(Saved entries)
+---+

//! Geographic primitives shared across the crate.
//!
//! Provides the WGS84 point type used for route paths, place coordinates
//! and position fixes, plus a growable bounding region for viewport fitting.

/// A WGS84 geographic point in degrees.
///
/// Latitude is positive north, longitude positive east. The backend wire
/// format transmits `[lon, lat]` pairs; conversion happens at the wire
/// boundary, never here.
#[derive(Debug, Clone, Copy, PartialEq)]
pub struct LatLon {
    /// Latitude in degrees.
    pub lat: f64,
    /// Longitude in degrees.
    pub lon: f64,
}

impl LatLon {
    /// Create a new geographic point.
    pub fn new(lat: f64, lon: f64) -> Self {
        Self { lat, lon }
    }
}

impl std::fmt::Display for LatLon {
    fn fmt(&self, f: &mut std::fmt::Formatter<'_>) -> std::fmt::Result {
        write!(f, "({:.5}, {:.5})", self.lat, self.lon)
    }
}

/// An axis-aligned geographic bounding region.
///
/// Grows to contain every point passed to [`GeoBounds::extend`]. Used to
/// fit the map viewport around every point of every rendered candidate.
#[derive(Debug, Clone, Copy, PartialEq)]
pub struct GeoBounds {
    /// Southernmost latitude.
    pub south: f64,
    /// Westernmost longitude.
    pub west: f64,
    /// Northernmost latitude.
    pub north: f64,
    /// Easternmost longitude.
    pub east: f64,
}

impl GeoBounds {
    /// Create a degenerate bounding region containing a single point.
    pub fn from_point(point: LatLon) -> Self {
        Self {
            south: point.lat,
            west: point.lon,
            north: point.lat,
            east: point.lon,
        }
    }

    /// Build a bounding region containing every point, or `None` when the
    /// iterator is empty.
    pub fn from_points<I>(points: I) -> Option<Self>
    where
        I: IntoIterator<Item = LatLon>,
    {
        let mut iter = points.into_iter();
        let mut bounds = Self::from_point(iter.next()?);
        for point in iter {
            bounds.extend(point);
        }
        Some(bounds)
    }

    /// Grow the region to contain the given point.
    pub fn extend(&mut self, point: LatLon) {
        self.south = self.south.min(point.lat);
        self.north = self.north.max(point.lat);
        self.west = self.west.min(point.lon);
        self.east = self.east.max(point.lon);
    }

    /// Geometric center of the region.
    pub fn center(&self) -> LatLon {
        LatLon::new(
            (self.south + self.north) / 2.0,
            (self.west + self.east) / 2.0,
        )
    }

    /// Whether the region contains the given point (inclusive edges).
    pub fn contains(&self, point: LatLon) -> bool {
        (self.south..=self.north).contains(&point.lat)
            && (self.west..=self.east).contains(&point.lon)
    }
}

+---+

Task prompt:
Copy out every line of the data above, exactly as given.

Your solution:
//! Geographic primitives shared across the crate.
//!
//! Provides the WGS84 point type used for route paths, place coordinates
//! and position fixes, plus a growable bounding region for viewport fitting.

/// A WGS84 geographic point in degrees.
///
/// Latitude is positive north, longitude positive east. The backend wire
/// format transmits `[lon, lat]` pairs; conversion happens at the wire
/// boundary, never here.
#[derive(Debug, Clone, Copy, PartialEq)]
pub struct LatLon {
    /// Latitude in degrees.
    pub lat: f64,
    /// Longitude in degrees.
    pub lon: f64,
}

impl LatLon {
    /// Create a new geographic point.
    pub fn new(lat: f64, lon: f64) -> Self {
        Self { lat, lon }
    }
}

impl std::fmt::Display for LatLon {
    fn fmt(&self, f: &mut std::fmt::Formatter<'_>) -> std::fmt::Result {
        write!(f, "({:.5}, {:.5})", self.lat, self.lon)
    }
}

/// An axis-aligned geographic bounding region.
///
/// Grows to contain every point passed to [`GeoBounds::extend`]. Used to
/// fit the map viewport around every point of every rendered candidate.
#[derive(Debug, Clone, Copy, PartialEq)]
pub struct GeoBounds {
    /// Southernmost latitude.
    pub south: f64,
    /// Westernmost longitude.
    pub west: f64,
    /// Northernmost latitude.
    pub north: f64,
    /// Easternmost longitude.
    pub east: f64,
}

impl GeoBounds {
    /// Create a degenerate bounding region containing a single point.
    pub fn from_point(point: LatLon) -> Self {
        Self {
            south: point.lat,
            west: point.lon,
            north: point.lat,
            east: point.lon,
        }
    }

    /// Build a bounding region containing every point, or `None` when the
    /// iterator is empty.
    pub fn from_points<I>(points: I) -> Option<Self>
    where
        I: IntoIterator<Item = LatLon>,
    {
        let mut iter = points.into_iter();
        let mut bounds = Self::from_point(iter.next()?);
        for point in iter {
            bounds.extend(point);
        }
        Some(bounds)
    }

    /// Grow the region to contain the given point.
    pub fn extend(&mut self, point: LatLon) {
        self.south = self.south.min(point.lat);
        self.north = self.north.max(point.lat);
        self.west = self.west.min(point.lon);
        self.east = self.east.max(point.lon);
    }

    /// Geometric center of the region.
    pub fn center(&self) -> LatLon {
        LatLon::new(
            (self.south + self.north) / 2.0,
            (self.west + self.east) / 2.0,
        )
    }

    /// Whether the region contains the given point (inclusive edges).
    pub fn contains(&self, point: LatLon) -> bool {
        (self.south..=self.north).contains(&point.lat)
            && (self.west..=self.east).contains(&point.lon)
    }
}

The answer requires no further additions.